David Atienza
EPFL, Switzerland
AI is Not a Challenge for Sustainable Computing But A Way Out!
Abstract
Heterogeneous Multi-Processor System-on-Chip (MPSoC) server architectures and data centers have played a key role in developing and processing emerging compute- and memory-intensive cloud-based applications in recent years, such as artificial intelligence (AI) and in particular the latest complex Machine Learning (ML) workloads (e.g., generative AI). In this case, consolidating multiple AI/ML services in servers and other advanced resource utilization techniques have enabled a more efficient and sustainable use of resources. However, such techniques have also created a severe competence for limited resources among AI applications in public cloud systems where multiple services are executed as black boxes. Therefore, new techniques must be developed to prevent the overprovisioning of cloud resources to attain a sustainable future in the AI Era for our continuously increasing computing requirements.

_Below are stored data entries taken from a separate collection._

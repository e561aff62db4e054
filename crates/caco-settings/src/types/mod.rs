//! Settings type definitions.
//!
//! All types use `#[serde(rename_all = "camelCase", default)]` so partial
//! JSON deserializes with defaults for missing fields.

mod dispatch;

pub use dispatch::*;

use serde::{Deserialize, Serialize};

/// Root settings type.
#[derive(Clone, Debug, PartialEq, Serialize, Deserialize)]
#[serde(rename_all = "camelCase", default)]
pub struct CacoSettings {
    /// Settings schema version.
    pub version: String,
    /// Application name.
    pub name: String,
    /// Logging configuration.
    pub logging: LoggingSettings,
    /// Dispatch safety limits.
    pub dispatch: DispatchSettings,
}

impl Default for CacoSettings {
    fn default() -> Self {
        Self {
            version: "0.1.0".to_string(),
            name: "caco".to_string(),
            logging: LoggingSettings::default(),
            dispatch: DispatchSettings::default(),
        }
    }
}

impl CacoSettings {
    /// Correct values that would make a limit meaningless.
    ///
    /// Each limit is clamped into the range the matching `CACO_*`
    /// environment override accepts, with a warning rather than an error.
    pub fn validate(&mut self) {
        fn clamp<T>(val: &mut T, key: &str, min: T, max: T)
        where
            T: PartialOrd + Copy + std::fmt::Display,
        {
            let clamped = if *val < min {
                min
            } else if *val > max {
                max
            } else {
                return;
            };
            tracing::warn!(
                key,
                value = %val,
                corrected = %clamped,
                "setting out of range, correcting"
            );
            *val = clamped;
        }

        let r = &mut self.dispatch.runaway;
        clamp(&mut r.max_depth, "runaway.maxDepth", 1, MAX_DEPTH);
        clamp(&mut r.max_duration_seconds, "runaway.maxDurationSeconds", 1, MAX_WINDOW_SECONDS);
        clamp(&mut r.max_calls_per_window, "runaway.maxCallsPerWindow", 1, MAX_CALLS);
        clamp(&mut r.rate_window_seconds, "runaway.rateWindowSeconds", 1, MAX_WINDOW_SECONDS);

        let c = &mut self.dispatch.correlation;
        clamp(&mut c.max_depth, "correlation.maxDepth", 1, MAX_DEPTH);
        clamp(&mut c.max_age_seconds, "correlation.maxAgeSeconds", 1, MAX_AGE_SECONDS);
        clamp(&mut c.rate_limit.max_calls, "correlation.rateLimit.maxCalls", 1, MAX_CALLS);
        clamp(
            &mut c.rate_limit.window_seconds,
            "correlation.rateLimit.windowSeconds",
            1,
            MAX_WINDOW_SECONDS,
        );
    }
}

/// Upper bound for chain depth limits.
pub const MAX_DEPTH: usize = 1_000;
/// Upper bound for calls-per-window limits.
pub const MAX_CALLS: usize = 100_000;
/// Upper bound for durations and rate windows (one day).
pub const MAX_WINDOW_SECONDS: u64 = 86_400;
/// Upper bound for correlation context age (one week).
pub const MAX_AGE_SECONDS: u64 = 604_800;

/// Logging configuration.
#[derive(Clone, Debug, PartialEq, Serialize, Deserialize)]
#[serde(rename_all = "camelCase", default)]
pub struct LoggingSettings {
    /// Default filter level when `RUST_LOG` is unset.
    pub level: String,
    /// Emit newline-delimited JSON instead of compact text.
    pub json: bool,
}

impl Default for LoggingSettings {
    fn default() -> Self {
        Self {
            level: "info".to_string(),
            json: false,
        }
    }
}

#[cfg(test)]
mod tests {
    use super::*;
    use caco_core::logging::capture_logs;

    #[test]
    fn default_settings_version() {
        let s = CacoSettings::default();
        assert_eq!(s.version, "0.1.0");
        assert_eq!(s.name, "caco");
        assert_eq!(s.logging.level, "info");
    }

    #[test]
    fn json_field_names_are_camel_case() {
        let json = serde_json::to_value(CacoSettings::default()).unwrap();
        assert!(json["dispatch"]["runaway"].get("maxDepth").is_some());
        assert!(json["dispatch"]["runaway"].get("rateWindowSeconds").is_some());
        assert!(json["dispatch"]["correlation"].get("maxAgeSeconds").is_some());
        assert!(json["dispatch"]["correlation"]["rateLimit"].get("windowSeconds").is_some());
    }

    #[test]
    fn partial_json_fills_defaults() {
        let s: CacoSettings =
            serde_json::from_str(r#"{"dispatch": {"runaway": {"maxDepth": 9}}}"#).unwrap();
        assert_eq!(s.dispatch.runaway.max_depth, 9);
        assert_eq!(s.dispatch.runaway.max_calls_per_window, 20);
        assert_eq!(s.dispatch.correlation.max_depth, 2);
    }

    #[test]
    fn validate_raises_zero_limits() {
        let mut s = CacoSettings::default();
        s.dispatch.runaway.rate_window_seconds = 0;
        s.dispatch.correlation.max_depth = 0;
        s.validate();
        assert_eq!(s.dispatch.runaway.rate_window_seconds, 1);
        assert_eq!(s.dispatch.correlation.max_depth, 1);
    }

    #[test]
    fn validate_caps_huge_limits() {
        let mut s = CacoSettings::default();
        s.dispatch.runaway.rate_window_seconds = 10_000_000_000_000_000;
        s.dispatch.runaway.max_duration_seconds = u64::MAX;
        s.dispatch.correlation.max_age_seconds = u64::MAX;
        s.dispatch.correlation.rate_limit.max_calls = usize::MAX;
        s.validate();
        assert_eq!(s.dispatch.runaway.rate_window_seconds, MAX_WINDOW_SECONDS);
        assert_eq!(s.dispatch.runaway.max_duration_seconds, MAX_WINDOW_SECONDS);
        assert_eq!(s.dispatch.correlation.max_age_seconds, MAX_AGE_SECONDS);
        assert_eq!(s.dispatch.correlation.rate_limit.max_calls, MAX_CALLS);
    }

    #[test]
    fn validate_logs_structured_fields() {
        let (logs, _guard) = capture_logs();
        let mut s = CacoSettings::default();
        s.dispatch.runaway.max_depth = 0;
        s.validate();

        let event = logs.find("setting out of range").unwrap();
        assert_eq!(event.message, "setting out of range, correcting");
        assert_eq!(event.field("key"), Some("runaway.maxDepth"));
        assert_eq!(event.field("value"), Some("0"));
        assert_eq!(event.field("corrected"), Some("1"));
    }

    #[test]
    fn validate_keeps_sane_values() {
        let mut s = CacoSettings::default();
        s.validate();
        assert_eq!(s, CacoSettings::default());
    }
}
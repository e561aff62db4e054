//! # caco-core
//!
//! Foundation types shared by the caco dispatch crates.
//!
//! - **Branded IDs**: [`ids::CorrelationId`] as a newtype. Session ids are
//!   opaque strings owned by the host session layer
//! - **Clock**: [`clock::Clock`] with [`clock::SystemClock`] and [`clock::ManualClock`]
//! - **Events**: [`events::QueuedEvent`] and the event-type names the flush trigger knows
//! - **Replies**: [`reply::AgentReply`] parsed from agent-to-agent tool results
//! - **Late binding**: [`late_bound::LateBound`] for values resolved after construction
//! - **Logging**: [`logging::init_subscriber`] and test log capture
//!
//! ## Crate Position
//!
//! Foundation crate. Depended on by caco-runtime.

#![deny(unsafe_code)]

pub mod clock;
pub mod events;
pub mod ids;
pub mod late_bound;
pub mod logging;
pub mod reply;

pub use clock::{Clock, ManualClock, SystemClock};
pub use events::QueuedEvent;
pub use ids::CorrelationId;
pub use late_bound::{LateBound, LateBoundError};
pub use reply::{AgentReply, StructuredReply};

This keynote advocates using new ML-based techniques (in particular deep learning – DL) to address the challenge of an accurate performance prediction and run-time optimization of resources in servers and data centers, as well as reconsidering how data centers and cloud MPSoC architectures are designed and operated to enable a sustainable future. In particular, different approaches will be presented as robust ML-based methods to identify each type of running application and predict the performance level of concurrently executed cloud applications to optimize the use of resources in the data center. Then, the inputs of such ML-based methods will provide the best tuning points for the DVFS knobs in MPSoC-based cloud servers and racks to maximize energy efficiency under performance constraints. Finally, as part of the results of the CompuSapien and the new HeatingBits project at EPFL, it will be shown how next-generation of sustainable data center designs can exploit the results of ML/DL-based workloads with a combination of novel 3D MPSoC stacked architectures and renewable energy sources for large-scale exploit heat generated by AI workloads. This talk will also explore how to model in an objective way the sustainability aspects of new types of data center designs to reach optimal pareto points that trade-off performance, energy footprint, carbon emissions and financial-business aspects.
Biography
David Atienza is a professor of Electrical and Computer Engineering, Associate Vice President of Research Centers and Platforms, and Head of the Embedded Systems Laboratory (ESL) at EPFL, Switzerland. Previously, he was the Scientific Director of the EcoCloud Sustainable Computing Center at EPFL. He received his M.Sc. and Ph.D. degrees in Computer Science and Engineering from UCM (Spain) and IMEC (Belgium). His research interests include system-level design methodologies for high-performance multi-processor system-on-chip (MPSoC) architectures and low-power edge AI systems, including architectures and thermal-aware designs for many-core servers and data centers. He is a co-author of more than 400 papers, two books, and has 14 licensed patents in these topics. He served as DATE General Chair and Program Chair, and is currently Editor-in-Chief of IEEE TCAD and ACM CSUR. Among others, Dr. Atienza has received the CODES+ISSS 2024 Test-of-Time Best Paper Award, the ICCAD 2020 10-Year Retrospective Most Influential Paper Award, the 2018 DAC Under-40 Innovators Award, and an ERC Consolidator Grant. He is a Fellow of IEEE, a Fellow of ACM, served as IEEE CEDA President (period 2018-2019), and was the Chair of the European Design Automation Association (EDAA) between 2022 and 2024.